▸ **TASK GOAL**
Only the lines containing the string "execute" are needed; copy all of them from the listing.
- - - -
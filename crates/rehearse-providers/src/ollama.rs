//! Ollama (local model) provider.

use std::time::Instant;

use async_trait::async_trait;
use serde::{Deserialize, Serialize};
use tracing::instrument;

use rehearse_core::error::GenerationFailure;
use rehearse_core::traits::{
    GenerateRequest, GenerateResponse, GenerationProvider, ModelInfo, TokenUsage,
    DEFAULT_SYSTEM_PROMPT,
};

use crate::http;

pub(crate) const DEFAULT_BASE_URL: &str = "http://localhost:11434";
const DEFAULT_TIMEOUT_SECS: u64 = 300; // local models are slower

/// Ollama local LLM provider.
pub struct OllamaProvider {
    base_url: String,
    client: reqwest::Client,
}

impl OllamaProvider {
    pub fn new(base_url: &str) -> anyhow::Result<Self> {
        let base = if base_url.is_empty() {
            DEFAULT_BASE_URL
        } else {
            base_url.trim_end_matches('/')
        };

        Ok(Self {
            base_url: base.to_string(),
            client: http::client(DEFAULT_TIMEOUT_SECS)?,
        })
    }

    fn unreachable(&self) -> GenerationFailure {
        GenerationFailure::NetworkError(format!(
            "Ollama not reachable at {}. Is it running? Start with: ollama serve",
            self.base_url
        ))
    }

    /// Fetch the models pulled into the local Ollama instance.
    pub async fn list_models_async(&self) -> anyhow::Result<Vec<ModelInfo>> {
        let response = self
            .client
            .get(format!("{}/api/tags", self.base_url))
            .send()
            .await
            .map_err(|_| self.unreachable())?;
        let response = http::check_status(response, "", |_| None).await?;
        let tags: TagsResponse = response.json().await.map_err(http::malformed_body)?;

        Ok(tags
            .models
            .into_iter()
            .map(|m| ModelInfo {
                id: m.name.clone(),
                name: m.name,
                provider: "ollama".into(),
                max_context: 0,
                cost_per_1k_input: 0.0,
                cost_per_1k_output: 0.0,
            })
            .collect())
    }
}

#[derive(Serialize)]
struct ChatRequest<'a> {
    model: &'a str,
    messages: [ChatMessage<'a>; 2],
    stream: bool,
    options: Options,
}

#[derive(Serialize)]
struct ChatMessage<'a> {
    role: &'static str,
    content: &'a str,
}

#[derive(Serialize)]
struct Options {
    temperature: f64,
    num_predict: u32,
}

#[derive(Deserialize)]
struct ChatResponse {
    message: ResponseMessage,
    model: String,
    #[serde(default)]
    prompt_eval_count: Option<u32>,
    #[serde(default)]
    eval_count: Option<u32>,
}

#[derive(Deserialize)]
struct ResponseMessage {
    #[serde(default)]
    content: String,
}

#[derive(Deserialize)]
struct TagsResponse {
    #[serde(default)]
    models: Vec<TagEntry>,
}

#[derive(Deserialize)]
struct TagEntry {
    name: String,
}

#[async_trait]
impl GenerationProvider for OllamaProvider {
    fn name(&self) -> &str {
        "ollama"
    }

    #[instrument(skip(self, request), fields(model = %request.model))]
    async fn generate(&self, request: &GenerateRequest) -> anyhow::Result<GenerateResponse> {
        let start = Instant::now();

        let body = ChatRequest {
            model: &request.model,
            messages: [
                ChatMessage {
                    role: "system",
                    content: request
                        .system_prompt
                        .as_deref()
                        .unwrap_or(DEFAULT_SYSTEM_PROMPT),
                },
                ChatMessage {
                    role: "user",
                    content: &request.prompt,
                },
            ],
            stream: false,
            options: Options {
                temperature: request.temperature,
                num_predict: request.max_tokens,
            },
        };

        let response = self
            .client
            .post(format!("{}/api/chat", self.base_url))
            .json(&body)
            .send()
            .await
            .map_err(|e| {
                if e.is_connect() {
                    self.unreachable()
                } else {
                    http::transport_failure(e, DEFAULT_TIMEOUT_SECS)
                }
            })?;

        let response = match http::check_status(response, &request.model, |_| None).await {
            Ok(response) => response,
            Err(GenerationFailure::ModelNotFound(model)) => {
                return Err(GenerationFailure::ModelNotFound(format!(
                    "'{model}' is not available locally. Pull it with: ollama pull {model}"
                ))
                .into())
            }
            Err(other) => return Err(other.into()),
        };
        let api_response: ChatResponse = response.json().await.map_err(http::malformed_body)?;

        let prompt_tokens = api_response.prompt_eval_count.unwrap_or(0);
        let completion_tokens = api_response.eval_count.unwrap_or(0);

        Ok(GenerateResponse {
            content: api_response.message.content,
            model: api_response.model,
            token_usage: TokenUsage {
                prompt_tokens,
                completion_tokens,
                total_tokens: prompt_tokens + completion_tokens,
                estimated_cost_usd: 0.0,
            },
            latency_ms: start.elapsed().as_millis() as u64,
        })
    }

    fn available_models(&self) -> Vec<ModelInfo> {
        // Local models can only be discovered over HTTP; see `list_models_async`.
        vec![]
    }
}
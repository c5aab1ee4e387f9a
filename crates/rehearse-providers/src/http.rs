//! HTTP plumbing shared by the hosted providers.

use std::time::Duration;

use anyhow::Context;
use rehearse_core::error::GenerationFailure;

/// Build a client with a whole-request timeout.
pub(crate) fn client(timeout_secs: u64) -> anyhow::Result<reqwest::Client> {
    reqwest::Client::builder()
        .timeout(Duration::from_secs(timeout_secs))
        .build()
        .context("failed to build HTTP client")
}

/// Classify a failure to get any response at all.
pub(crate) fn transport_failure(err: reqwest::Error, timeout_secs: u64) -> GenerationFailure {
    if err.is_timeout() {
        GenerationFailure::Timeout(timeout_secs)
    } else {
        GenerationFailure::NetworkError(err.to_string())
    }
}

/// Turn an error status into a [`GenerationFailure`], passing successful
/// responses through.
///
/// `error_message` pulls a readable message out of a provider-specific
/// error body; the raw body is used when it returns `None`.
pub(crate) async fn check_status(
    response: reqwest::Response,
    model: &str,
    error_message: fn(&str) -> Option<String>,
) -> Result<reqwest::Response, GenerationFailure> {
    let status = response.status().as_u16();
    if status < 400 {
        return Ok(response);
    }

    if status == 429 {
        let retry_after_ms = response
            .headers()
            .get("retry-after")
            .and_then(|v| v.to_str().ok())
            .and_then(|v| v.trim().parse::<u64>().ok())
            .unwrap_or(5)
            .saturating_mul(1000);
        return Err(GenerationFailure::RateLimited { retry_after_ms });
    }

    let body = response.text().await.unwrap_or_default();
    let message = error_message(&body).unwrap_or(body);
    Err(match status {
        401 | 403 => GenerationFailure::AuthenticationFailed(message),
        404 => GenerationFailure::ModelNotFound(model.to_string()),
        _ => GenerationFailure::ApiError { status, message },
    })
}

/// Failure for a 2xx body that does not match the expected shape.
pub(crate) fn malformed_body(err: reqwest::Error) -> GenerationFailure {
    GenerationFailure::ApiError {
        status: 0,
        message: format!("failed to parse response: {err}"),
    }
}
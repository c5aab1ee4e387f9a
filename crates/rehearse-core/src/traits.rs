//! Core trait definitions for text-generation providers.
//!
//! The trait is implemented by the `rehearse-providers` crate. From the
//! engine's point of view every call is a blocking request/response.

use async_trait::async_trait;
use serde::{Deserialize, Serialize};

/// Trait for LLM backends that turn a prompt into one block of text.
#[async_trait]
pub trait GenerationProvider: Send + Sync {
    /// Human-readable provider name (e.g. "anthropic").
    fn name(&self) -> &str;

    /// Generate text from a prompt.
    ///
    /// Failures should carry a [`GenerationFailure`](crate::error::GenerationFailure)
    /// so callers can classify them.
    async fn generate(&self, request: &GenerateRequest) -> anyhow::Result<GenerateResponse>;

    /// List available models for this provider.
    fn available_models(&self) -> Vec<ModelInfo>;
}

/// Request to generate text from an LLM.
#[derive(Debug, Clone, Serialize, Deserialize)]
pub struct GenerateRequest {
    /// Model identifier (e.g. "claude-sonnet-4-20250514").
    pub model: String,
    /// The main prompt.
    pub prompt: String,
    /// Optional system prompt override.
    #[serde(default)]
    pub system_prompt: Option<String>,
    /// Maximum tokens to generate.
    pub max_tokens: u32,
    /// Sampling temperature.
    pub temperature: f64,
}

/// Response from a generation request.
#[derive(Debug, Clone, Serialize, Deserialize)]
pub struct GenerateResponse {
    /// The raw response text, unparsed.
    pub content: String,
    /// Model that actually generated the response.
    pub model: String,
    /// Token usage.
    pub token_usage: TokenUsage,
    /// Latency in milliseconds.
    pub latency_ms: u64,
}

/// Token accounting reported by the provider.
#[derive(Debug, Clone, Default, PartialEq, Serialize, Deserialize)]
pub struct TokenUsage {
    pub prompt_tokens: u32,
    pub completion_tokens: u32,
    pub total_tokens: u32,
    pub estimated_cost_usd: f64,
}

/// Information about an available model.
#[derive(Debug, Clone, Serialize, Deserialize)]
pub struct ModelInfo {
    /// Model identifier.
    pub id: String,
    /// Human-readable model name.
    pub name: String,
    /// Provider name.
    pub provider: String,
    /// Maximum context window size in tokens.
    pub max_context: u32,
    /// Cost per 1K input tokens in USD.
    pub cost_per_1k_input: f64,
    /// Cost per 1K output tokens in USD.
    pub cost_per_1k_output: f64,
}

/// Default system prompt for question generation and judging.
pub const DEFAULT_SYSTEM_PROMPT: &str = "You are a senior technical interviewer. Follow the requested output format exactly. Do not add introductions, numbering, markdown, or closing remarks.";
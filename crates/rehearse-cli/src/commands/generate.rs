//! The `rehearse generate` command.

use std::path::PathBuf;

use anyhow::Result;

use rehearse_core::model::QuestionKind;
use rehearse_core::prompt::QuizRequest;

pub async fn execute(
    topic: String,
    count: Option<u32>,
    kind: QuestionKind,
    model: Option<String>,
    config_path: Option<PathBuf>,
) -> Result<()> {
    anyhow::ensure!(!topic.trim().is_empty(), "topic must not be empty");
    let (config, engine) = super::build_engine(config_path.as_deref(), model.as_deref())?;
    let request = QuizRequest::new(topic.trim(), super::question_count(count, &config)?, kind);

    let questions = engine.generate_questions(&request).await?;
    println!("{}", serde_json::to_string_pretty(&questions)?);
    Ok(())
}
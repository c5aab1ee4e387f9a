//! OpenAI-compatible chat completions provider.

use std::time::Instant;

use async_trait::async_trait;
use serde::{Deserialize, Serialize};
use tracing::instrument;

use rehearse_core::traits::{
    GenerateRequest, GenerateResponse, GenerationProvider, ModelInfo, TokenUsage,
    DEFAULT_SYSTEM_PROMPT,
};

use crate::http;

const DEFAULT_BASE_URL: &str = "https://api.openai.com";
const DEFAULT_TIMEOUT_SECS: u64 = 120;

/// OpenAI-compatible API provider.
pub struct OpenAiProvider {
    api_key: String,
    base_url: String,
    org_id: Option<String>,
    client: reqwest::Client,
}

impl OpenAiProvider {
    pub fn new(
        api_key: &str,
        base_url: Option<String>,
        org_id: Option<String>,
    ) -> anyhow::Result<Self> {
        Ok(Self {
            api_key: api_key.to_string(),
            base_url: base_url.unwrap_or_else(|| DEFAULT_BASE_URL.to_string()),
            org_id,
            client: http::client(DEFAULT_TIMEOUT_SECS)?,
        })
    }
}

#[derive(Serialize)]
struct ChatRequest<'a> {
    model: &'a str,
    max_tokens: u32,
    temperature: f64,
    messages: [ChatMessage<'a>; 2],
}

#[derive(Serialize)]
struct ChatMessage<'a> {
    role: &'static str,
    content: &'a str,
}

#[derive(Deserialize)]
struct ChatResponse {
    #[serde(default)]
    choices: Vec<Choice>,
    #[serde(default)]
    usage: Usage,
    model: String,
}

#[derive(Deserialize)]
struct Choice {
    message: ChoiceMessage,
}

#[derive(Deserialize)]
struct ChoiceMessage {
    // Null when the model refuses or only calls tools.
    #[serde(default)]
    content: Option<String>,
}

#[derive(Deserialize, Default)]
struct Usage {
    #[serde(default)]
    prompt_tokens: u32,
    #[serde(default)]
    completion_tokens: u32,
    #[serde(default)]
    total_tokens: u32,
}

#[derive(Deserialize)]
struct ErrorEnvelope {
    error: ErrorBody,
}

#[derive(Deserialize)]
struct ErrorBody {
    message: String,
}

fn error_message(body: &str) -> Option<String> {
    serde_json::from_str::<ErrorEnvelope>(body)
        .ok()
        .map(|e| e.error.message)
}

#[async_trait]
impl GenerationProvider for OpenAiProvider {
    fn name(&self) -> &str {
        "openai"
    }

    #[instrument(skip(self, request), fields(model = %request.model))]
    async fn generate(&self, request: &GenerateRequest) -> anyhow::Result<GenerateResponse> {
        let start = Instant::now();

        let body = ChatRequest {
            model: &request.model,
            max_tokens: request.max_tokens,
            temperature: request.temperature,
            messages: [
                ChatMessage {
                    role: "system",
                    content: request
                        .system_prompt
                        .as_deref()
                        .unwrap_or(DEFAULT_SYSTEM_PROMPT),
                },
                ChatMessage {
                    role: "user",
                    content: &request.prompt,
                },
            ],
        };

        let mut req = self
            .client
            .post(format!("{}/v1/chat/completions", self.base_url))
            .bearer_auth(&self.api_key);
        if let Some(org) = &self.org_id {
            req = req.header("OpenAI-Organization", org);
        }

        let response = req
            .json(&body)
            .send()
            .await
            .map_err(|e| http::transport_failure(e, DEFAULT_TIMEOUT_SECS))?;

        let response = http::check_status(response, &request.model, error_message).await?;
        let api_response: ChatResponse = response.json().await.map_err(http::malformed_body)?;

        let content = api_response
            .choices
            .into_iter()
            .next()
            .and_then(|c| c.message.content)
            .unwrap_or_default();

        let usage = api_response.usage;
        // GPT-4.1 pricing: $2/$8 per 1M tokens
        let estimated_cost = (usage.prompt_tokens as f64 * 2.0
            + usage.completion_tokens as f64 * 8.0)
            / 1_000_000.0;

        Ok(GenerateResponse {
            content,
            model: api_response.model,
            token_usage: TokenUsage {
                prompt_tokens: usage.prompt_tokens,
                completion_tokens: usage.completion_tokens,
                total_tokens: usage.total_tokens,
                estimated_cost_usd: estimated_cost,
            },
            latency_ms: start.elapsed().as_millis() as u64,
        })
    }

    fn available_models(&self) -> Vec<ModelInfo> {
        vec![
            ModelInfo {
                id: "gpt-4.1".into(),
                name: "GPT-4.1".into(),
                provider: "openai".into(),
                max_context: 1_000_000,
                cost_per_1k_input: 0.002,
                cost_per_1k_output: 0.008,
            },
            ModelInfo {
                id: "gpt-4.1-mini".into(),
                name: "GPT-4.1 Mini".into(),
                provider: "openai".into(),
                max_context: 1_000_000,
                cost_per_1k_input: 0.0004,
                cost_per_1k_output: 0.0016,
            },
        ]
    }
}
//! The `rehearse list-models` command.

use std::path::PathBuf;

use anyhow::Result;

use rehearse_core::traits::ModelInfo;
use rehearse_providers::config::{create_provider, load_config_from, ProviderConfig};
use rehearse_providers::ollama::OllamaProvider;

pub async fn execute(provider_filter: Option<String>, config_path: Option<PathBuf>) -> Result<()> {
    let config = load_config_from(config_path.as_deref())?;

    let mut found_any = false;

    for (name, provider_config) in &config.providers {
        if provider_filter.as_ref().is_some_and(|filter| filter != name) {
            continue;
        }

        let models: Vec<ModelInfo> = match provider_config {
            ProviderConfig::Ollama { base_url } => {
                match OllamaProvider::new(base_url)?.list_models_async().await {
                    Ok(models) => models,
                    Err(e) => {
                        eprintln!("  {name}: {e:#}");
                        continue;
                    }
                }
            }
            other => match create_provider(other) {
                Ok(provider) => provider.available_models(),
                Err(e) => {
                    eprintln!("  {name}: {e:#}");
                    continue;
                }
            },
        };

        if models.is_empty() {
            continue;
        }
        found_any = true;
        println!("Provider: {name}");
        for model in &models {
            if model.max_context > 0 {
                println!(
                    "  {name}/{} ({}, {}K context, ${:.4}/{:.4} per 1K tokens)",
                    model.id,
                    model.name,
                    model.max_context / 1000,
                    model.cost_per_1k_input,
                    model.cost_per_1k_output,
                );
            } else {
                println!("  {name}/{}", model.id);
            }
        }
        println!();
    }

    if !found_any {
        println!("No providers configured. Run `rehearse init` to create a config file.");
    }

    Ok(())
}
- - - -
▸ **ANSWER FOR THE TASK**
pub async fn execute(
pub async fn execute(provider_filter: Option<String>, config_path: Option<PathBuf>) -> Result<()> {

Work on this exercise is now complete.